──────── RECORDS PROVIDED

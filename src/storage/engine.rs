//! Key-value engine abstraction
//!
//! Both the Raft log and the metadata catalog sit on top of the same narrow
//! engine interface: put/get/delete plus an ordered prefix scan. Each node
//! owns two engine instances (one for the consensus log, one for metadata
//! rows), and each instance has exactly one logical writer.

use std::collections::BTreeMap;
use std::sync::Mutex;

use thiserror::Error;

/// Errors surfaced by a key-value engine.
#[derive(Debug, Clone, PartialEq, Eq, Error)]
pub enum EngineError {
    /// I/O error (e.g., disk full, permission denied)
    #[error("I/O error: {0}")]
    Io(String),
    /// Data corruption detected
    #[error("data corruption: {0}")]
    Corruption(String),
}

/// Narrow interface over a key-value engine.
///
/// Methods take `&self`; implementations handle their own interior locking,
/// the same way a real engine handle would.
pub trait KvEngine: Send + Sync {
    /// Store a key-value pair. Must be durable before returning for
    /// durable implementations.
    fn put(&self, key: &[u8], value: &[u8]) -> Result<(), EngineError>;

    /// Fetch the value stored under `key`, if any.
    fn get(&self, key: &[u8]) -> Result<Option<Vec<u8>>, EngineError>;

    /// Remove `key`. Removing a missing key is not an error.
    fn delete(&self, key: &[u8]) -> Result<(), EngineError>;

    /// All pairs whose key starts with `prefix`, in ascending key order.
    fn prefix_scan(&self, prefix: &[u8]) -> Result<Vec<(Vec<u8>, Vec<u8>)>, EngineError>;
}

/// In-memory engine for tests and ephemeral nodes.
///
/// No disk I/O, no persistence across restarts.
#[derive(Debug, Default)]
pub struct MemEngine {
    data: Mutex<BTreeMap<Vec<u8>, Vec<u8>>>,
}

impl MemEngine {
    pub fn new() -> Self {
        MemEngine {
            data: Mutex::new(BTreeMap::new()),
        }
    }
}

impl KvEngine for MemEngine {
    fn put(&self, key: &[u8], value: &[u8]) -> Result<(), EngineError> {
        self.data
            .lock()
            .unwrap()
            .insert(key.to_vec(), value.to_vec());
        Ok(())
    }

    fn get(&self, key: &[u8]) -> Result<Option<Vec<u8>>, EngineError> {
        Ok(self.data.lock().unwrap().get(key).cloned())
    }

    fn delete(&self, key: &[u8]) -> Result<(), EngineError> {
        self.data.lock().unwrap().remove(key);
        Ok(())
    }

    fn prefix_scan(&self, prefix: &[u8]) -> Result<Vec<(Vec<u8>, Vec<u8>)>, EngineError> {
        let data = self.data.lock().unwrap();
        Ok(data
            .range(prefix.to_vec()..)
            .take_while(|(k, _)| k.starts_with(prefix))
            .map(|(k, v)| (k.clone(), v.clone()))
            .collect())
    }
}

────────────────

_ACTIVITY_
When the records above are checked line by line, how many lines contain the word "disk"? Please give only that number.

_SOLUTION TO THIS PROBLEM_
2